Here is the listing. Report each line in it that contains the string "move".

* _RECORDS SHOWN_
- - - - -
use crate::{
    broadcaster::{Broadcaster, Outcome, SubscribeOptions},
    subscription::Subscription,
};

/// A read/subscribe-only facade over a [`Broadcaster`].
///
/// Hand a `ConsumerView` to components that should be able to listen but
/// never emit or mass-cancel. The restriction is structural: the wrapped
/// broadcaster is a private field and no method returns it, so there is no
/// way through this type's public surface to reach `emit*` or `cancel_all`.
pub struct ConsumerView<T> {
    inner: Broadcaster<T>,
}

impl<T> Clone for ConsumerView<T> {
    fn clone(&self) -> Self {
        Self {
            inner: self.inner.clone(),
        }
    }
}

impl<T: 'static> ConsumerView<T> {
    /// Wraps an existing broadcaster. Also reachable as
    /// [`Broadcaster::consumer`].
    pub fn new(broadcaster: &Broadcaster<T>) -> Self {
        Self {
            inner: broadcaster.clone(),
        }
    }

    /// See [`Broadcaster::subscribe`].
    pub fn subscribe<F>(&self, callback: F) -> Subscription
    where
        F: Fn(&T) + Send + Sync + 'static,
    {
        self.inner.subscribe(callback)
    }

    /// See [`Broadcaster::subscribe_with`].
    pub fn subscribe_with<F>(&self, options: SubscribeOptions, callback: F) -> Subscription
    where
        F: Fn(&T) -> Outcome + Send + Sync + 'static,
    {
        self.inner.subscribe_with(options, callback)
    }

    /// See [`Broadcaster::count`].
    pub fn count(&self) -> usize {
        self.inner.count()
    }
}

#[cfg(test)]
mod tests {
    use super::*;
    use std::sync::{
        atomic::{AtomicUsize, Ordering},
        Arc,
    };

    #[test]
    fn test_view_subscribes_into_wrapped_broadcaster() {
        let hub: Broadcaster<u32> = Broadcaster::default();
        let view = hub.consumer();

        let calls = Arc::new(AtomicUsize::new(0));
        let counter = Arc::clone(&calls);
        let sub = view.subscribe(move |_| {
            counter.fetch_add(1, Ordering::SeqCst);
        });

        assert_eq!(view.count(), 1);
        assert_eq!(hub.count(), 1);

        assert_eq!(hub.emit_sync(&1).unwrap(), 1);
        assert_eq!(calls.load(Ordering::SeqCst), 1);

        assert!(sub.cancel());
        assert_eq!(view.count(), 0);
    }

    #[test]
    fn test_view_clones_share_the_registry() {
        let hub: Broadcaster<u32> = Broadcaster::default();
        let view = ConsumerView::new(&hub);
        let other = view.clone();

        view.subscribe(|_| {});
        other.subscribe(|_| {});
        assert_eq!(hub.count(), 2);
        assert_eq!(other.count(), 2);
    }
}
- - - - -
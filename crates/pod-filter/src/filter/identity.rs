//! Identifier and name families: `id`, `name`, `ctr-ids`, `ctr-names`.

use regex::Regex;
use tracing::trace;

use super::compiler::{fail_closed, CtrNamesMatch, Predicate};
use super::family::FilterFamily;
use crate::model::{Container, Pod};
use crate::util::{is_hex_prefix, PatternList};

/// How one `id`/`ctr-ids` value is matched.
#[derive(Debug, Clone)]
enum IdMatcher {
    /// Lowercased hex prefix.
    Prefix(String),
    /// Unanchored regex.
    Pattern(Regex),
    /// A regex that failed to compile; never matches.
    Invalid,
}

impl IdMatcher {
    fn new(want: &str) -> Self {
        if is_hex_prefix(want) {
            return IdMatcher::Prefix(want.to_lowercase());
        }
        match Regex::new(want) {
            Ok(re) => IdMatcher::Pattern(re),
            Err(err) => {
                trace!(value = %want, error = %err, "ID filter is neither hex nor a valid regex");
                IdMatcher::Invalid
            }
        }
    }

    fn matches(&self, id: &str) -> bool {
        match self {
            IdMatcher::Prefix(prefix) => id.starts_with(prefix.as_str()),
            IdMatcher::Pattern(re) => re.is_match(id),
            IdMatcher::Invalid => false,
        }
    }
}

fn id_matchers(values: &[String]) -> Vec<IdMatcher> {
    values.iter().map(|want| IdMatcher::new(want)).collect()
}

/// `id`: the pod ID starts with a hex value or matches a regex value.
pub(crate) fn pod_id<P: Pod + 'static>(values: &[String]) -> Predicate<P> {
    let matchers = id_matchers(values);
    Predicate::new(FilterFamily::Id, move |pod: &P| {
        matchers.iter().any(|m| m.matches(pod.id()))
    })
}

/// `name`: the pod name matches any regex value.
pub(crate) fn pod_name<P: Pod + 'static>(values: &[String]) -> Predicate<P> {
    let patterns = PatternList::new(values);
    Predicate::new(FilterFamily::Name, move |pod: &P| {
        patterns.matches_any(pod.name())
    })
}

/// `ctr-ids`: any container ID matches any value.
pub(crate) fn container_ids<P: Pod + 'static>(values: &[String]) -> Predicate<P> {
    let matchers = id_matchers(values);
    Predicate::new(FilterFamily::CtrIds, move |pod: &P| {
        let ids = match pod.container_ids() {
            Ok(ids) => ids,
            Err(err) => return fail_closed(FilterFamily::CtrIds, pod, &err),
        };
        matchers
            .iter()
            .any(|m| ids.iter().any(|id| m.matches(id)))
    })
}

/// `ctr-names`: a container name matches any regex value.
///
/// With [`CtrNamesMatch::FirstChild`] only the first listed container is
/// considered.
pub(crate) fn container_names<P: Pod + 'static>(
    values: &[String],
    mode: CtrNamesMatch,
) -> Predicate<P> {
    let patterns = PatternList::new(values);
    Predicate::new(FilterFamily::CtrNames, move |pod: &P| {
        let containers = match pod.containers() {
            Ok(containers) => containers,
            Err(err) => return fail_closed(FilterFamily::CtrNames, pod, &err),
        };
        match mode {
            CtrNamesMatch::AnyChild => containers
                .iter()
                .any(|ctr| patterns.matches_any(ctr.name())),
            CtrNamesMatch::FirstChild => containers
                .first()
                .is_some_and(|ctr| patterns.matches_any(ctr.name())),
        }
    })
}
- - - - -
* _RESPONSE_
        let sub = view.subscribe(move |_| {
    Predicate::new(FilterFamily::Id, move |pod: &P| {
    Predicate::new(FilterFamily::Name, move |pod: &P| {
    Predicate::new(FilterFamily::CtrIds, move |pod: &P| {
    Predicate::new(FilterFamily::CtrNames, move |pod: &P| {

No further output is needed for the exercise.